◆ Dataset excerpts:

//! Order fulfillment: the only place where orders and stock movements are
//! written together.
//!
//! Every operation follows the same shape:
//!
//! ```text
//! validate input
//!   ↓
//! acquire stock lease (all products, ascending id)
//!   ↓
//! check availability against the projection
//!   ↓
//! order store write lock → stage movements → commit ledger → store order
//!   ↓
//! release locks, publish committed facts
//! ```
//!
//! Publication happens after commit and is best-effort: a failed publish is
//! logged and never undoes the write.

use std::sync::Arc;

use chrono::Utc;
use serde::Serialize;

use stockwise_catalog::CatalogStore;
use stockwise_core::{
    Aggregate, AggregateRoot, CustomerId, DomainError, DomainResult, OrderId, ProductId, StockShortfall, UserId,
};
use stockwise_events::{Event, EventBus, JsonEnvelope};
use stockwise_inventory::{ChangeType, MovementLedger, MovementRecorded, NewMovement, StockLease};
use stockwise_sales::{
    CancelOrder, CompleteOrder, Order, OrderCommand, OrderEvent, PlaceOrder, PricedLine, quantities_by_product,
};

use crate::order_store::OrderStore;

pub const STOCK_AGGREGATE: &str = "inventory.stock";
pub const ORDER_AGGREGATE: &str = "sales.order";

/// One requested order line.
#[derive(Debug, Clone, Copy, PartialEq, Eq)]
pub struct OrderItem {
    pub product_id: ProductId,
    pub quantity: i64,
}

/// Input for `create_order`.
#[derive(Debug, Clone, PartialEq, Eq, Default)]
pub struct NewOrder {
    pub customer_id: Option<CustomerId>,
    pub items: Vec<OrderItem>,
    pub created_by: Option<UserId>,
}

/// Input for `adjust_stock`.
#[derive(Debug, Clone, PartialEq, Eq)]
pub struct StockAdjustment {
    pub product_id: ProductId,
    pub change_type: ChangeType,
    /// As entered; the sign is normalized from `change_type` for `in`/`out`.
    pub quantity: i64,
    pub notes: String,
    pub recorded_by: Option<UserId>,
}

fn order_note(order_id: OrderId) -> String {
    format!("Order #{order_id}")
}

fn cancellation_note(order_id: OrderId) -> String {
    format!("Order #{order_id} cancelled")
}

#[derive(Debug)]
pub struct FulfillmentCoordinator<B> {
    catalog: Arc<CatalogStore>,
    ledger: Arc<MovementLedger>,
    orders: Arc<OrderStore>,
    bus: B,
}

impl<B> FulfillmentCoordinator<B>
where
    B: EventBus<JsonEnvelope>,
{
    pub fn new(catalog: Arc<CatalogStore>, ledger: Arc<MovementLedger>, orders: Arc<OrderStore>, bus: B) -> Self {
        Self {
            catalog,
            ledger,
            orders,
            bus,
        }
    }

    pub fn bus(&self) -> &B {
        &self.bus
    }

    /// Place an order and reserve its stock as `out` movements, atomically.
    pub fn create_order(&self, input: NewOrder) -> DomainResult<Order> {
        if input.items.is_empty() {
            return Err(DomainError::validation("order must contain at least one line"));
        }
        if let Some(bad) = input.items.iter().find(|i| i.quantity <= 0) {
            return Err(DomainError::validation(format!(
                "quantity for product {} must be positive",
                bad.product_id
            )));
        }

        let lines = input
            .items
            .iter()
            .map(|item| {
                let product = self.catalog.get_product(item.product_id)?;
                Ok(PricedLine {
                    product_id: product.id,
                    quantity: item.quantity,
                    unit_price_snapshot: product.unit_price,
                })
            })
            .collect::<DomainResult<Vec<_>>>()?;
        if let Some(customer_id) = input.customer_id {
            self.catalog.get_customer(customer_id)?;
        }

        let requested = quantities_by_product(input.items.iter().map(|i| (i.product_id, i.quantity)));
        let lease = self.ledger.lock(requested.iter().map(|(p, _)| *p))?;
        self.ensure_available(&requested)?;

        let order_id = OrderId::new();
        let (order, events) = Order::empty(order_id).execute(&OrderCommand::PlaceOrder(PlaceOrder {
            order_id,
            customer_id: input.customer_id,
            lines,
            created_by: input.created_by,
            occurred_at: Utc::now(),
        }))?;

        let recorded = self.orders.with_write(|book| {
            // The customer may have been deleted since it was resolved above.
            if let Some(customer_id) = order.customer_id() {
                self.catalog.get_customer(customer_id)?;
            }

            let mut tx = self.ledger.begin(&lease)?;
            for line in order.lines() {
                tx.stage(
                    NewMovement::new(line.product_id, ChangeType::Out, -line.quantity, order_note(order_id))
                        .for_order(order_id)
                        .recorded_by(order.created_by()),
                )?;
            }
            book.insert(order.clone())?;
            match tx.commit() {
                Ok(recorded) => Ok(recorded),
                Err(err) => {
                    book.remove(order_id)?;
                    Err(err)
                }
            }
        })?;
        drop(lease);

        tracing::info!(
            order_id = %order_id,
            lines = order.lines().len(),
            total = %order.total_amount(),
            "order created"
        );
        self.publish_order_events(&order, 0, &events);
        self.publish_movements(&recorded);
        Ok(order)
    }

    /// Cancel a pending order, returning its stock with compensating `in` movements.
    pub fn cancel_order(&self, order_id: OrderId) -> DomainResult<Order> {
        let products: Vec<ProductId> = self
            .orders
            .get(order_id)?
            .lines()
            .iter()
            .map(|l| l.product_id)
            .collect();
        let lease = self.ledger.lock(products)?;

        let (order, version_before, events, recorded) = self.orders.with_write(|book| {
            let current = book.require(order_id)?;
            let version_before = current.version();
            let (next, events) = current.execute(&OrderCommand::CancelOrder(CancelOrder {
                order_id,
                occurred_at: Utc::now(),
            }))?;

            let mut tx = self.ledger.begin(&lease)?;
            for line in next.lines() {
                tx.stage(
                    NewMovement::new(line.product_id, ChangeType::In, line.quantity, cancellation_note(order_id))
                        .for_order(order_id)
                        .recorded_by(next.created_by()),
                )?;
            }
            let recorded = tx.commit()?;
            book.replace(next.clone())?;
            Ok((next, version_before, events, recorded))
        })?;
        drop(lease);

        tracing::info!(order_id = %order_id, "order cancelled");
        self.publish_order_events(&order, version_before, &events);
        self.publish_movements(&recorded);
        Ok(order)
    }

    /// Mark a pending order completed. No stock effect.
    pub fn complete_order(&self, order_id: OrderId) -> DomainResult<Order> {
        let (order, version_before, events) = self.orders.with_write(|book| {
            let current = book.require(order_id)?;
            let version_before = current.version();
            let (next, events) = current.execute(&OrderCommand::CompleteOrder(CompleteOrder {
                order_id,
                occurred_at: Utc::now(),
            }))?;
            book.replace(next.clone())?;
            Ok((next, version_before, events))
        })?;

        tracing::info!(order_id = %order_id, "order completed");
        self.publish_order_events(&order, version_before, &events);
        Ok(order)
    }

    /// Manual stock correction.
    pub fn adjust_stock(&self, input: StockAdjustment) -> DomainResult<MovementRecorded> {
        adjustment_delta(&input)?;
        if !self.catalog.contains_product(input.product_id)? {
            return Err(DomainError::not_found("product", input.product_id));
        }

        let lease = self.ledger.lock([input.product_id])?;
        self.adjust_stock_leased(&lease, input)
    }

    /// `adjust_stock` for a caller that already holds a lease on the product.
    pub fn adjust_stock_leased(&self, lease: &StockLease<'_>, input: StockAdjustment) -> DomainResult<MovementRecorded> {
        let delta = adjustment_delta(&input)?;
        if delta < 0 {
            self.ensure_available(&[(input.product_id, -delta)])?;
        }

        let mut tx = self.ledger.begin(lease)?;
        tx.stage(
            NewMovement::new(input.product_id, input.change_type, delta, input.notes).recorded_by(input.recorded_by),
        )?;
        let recorded = single(tx.commit()?)?;

        tracing::info!(
            product_id = %input.product_id,
            change_type = %input.change_type,
            delta,
            on_hand = recorded.on_hand_after,
            "stock adjusted"
        );
        self.publish_movements(std::slice::from_ref(&recorded));
        Ok(recorded)
    }

    /// Bring a product to an absolute quantity with one compensating
    /// `adjustment`. Returns `None` when it is already there.
    pub fn set_stock(
        &self,
        product_id: ProductId,
        target: i64,
        notes: &str,
        recorded_by: Option<UserId>,
    ) -> DomainResult<Option<MovementRecorded>> {
        if target < 0 {
            return Err(DomainError::validation("stock quantity cannot be negative"));
        }
        if notes.trim().is_empty() {
            return Err(DomainError::validation("notes cannot be empty"));
        }

        let lease = self.ledger.lock([product_id])?;
        let on_hand = self.ledger.projector().on_hand(product_id)?;
        let delta = target - on_hand;
        if delta == 0 {
            return Ok(None);
        }

        let mut tx = self.ledger.begin(&lease)?;
        tx.stage(NewMovement::new(product_id, ChangeType::Adjustment, delta, notes).recorded_by(recorded_by))?;
        let recorded = single(tx.commit()?)?;
        drop(lease);

        tracing::info!(product_id = %product_id, from = on_hand, to = target, "stock set");
        self.publish_movements(std::slice::from_ref(&recorded));
        Ok(Some(recorded))
    }

    /// Collect every shortfall before failing. Caller holds the lease.
    fn ensure_available(&self, requested: &[(ProductId, i64)]) -> DomainResult<()> {
        let projector = self.ledger.projector();
        let mut shortfalls = Vec::new();
        for &(product_id, quantity) in requested {
            let available = projector.on_hand(product_id)?;
            if available < quantity {
                shortfalls.push(StockShortfall {
                    product_id,
                    requested: quantity,
                    available,
                });
            }
        }
        if shortfalls.is_empty() {
            Ok(())
        } else {
            tracing::warn!(products = shortfalls.len(), "availability check failed");
            Err(DomainError::InsufficientStock(shortfalls))
        }
    }

    fn publish_order_events(&self, order: &Order, version_before: u64, events: &[OrderEvent]) {
        for (offset, event) in (1u64..).zip(events) {
            self.publish(order.id_typed(), ORDER_AGGREGATE, version_before + offset, event);
        }
    }

    fn publish_movements(&self, recorded: &[MovementRecorded]) {
        for r in recorded {
            self.publish(r.movement.product_id, STOCK_AGGREGATE, r.movement.sequence, r);
        }
    }

    fn publish<Ev>(&self, aggregate_id: impl Into<uuid::Uuid>, aggregate_type: &str, sequence: u64, event: &Ev)
    where
        Ev: Event + Serialize,
    {
        let envelope = match JsonEnvelope::from_event(aggregate_id, aggregate_type, sequence, event) {
            Ok(envelope) => envelope,
            Err(err) => {
                tracing::warn!(event_type = event.event_type(), error = %err, "failed to serialize event");
                return;
            }
        };
        if let Err(err) = self.bus.publish(envelope) {
            tracing::warn!(event_type = event.event_type(), error = ?err, "failed to publish event");
        }
    }
}

/// Notes check plus sign normalization; returns the signed delta.
fn adjustment_delta(input: &StockAdjustment) -> DomainResult<i64> {
    if input.notes.trim().is_empty() {
        return Err(DomainError::validation("notes cannot be empty"));
    }
    input.change_type.signed_delta(input.quantity)
}

fn single(mut recorded: Vec<MovementRecorded>) -> DomainResult<MovementRecorded> {
    recorded
        .pop()
        .ok_or_else(|| DomainError::storage("ledger commit returned no movement"))
}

◆ The task: Each line above with the word "String" must be returned.

◆ Task solution:
    pub notes: String,
fn order_note(order_id: OrderId) -> String {
fn cancellation_note(order_id: OrderId) -> String {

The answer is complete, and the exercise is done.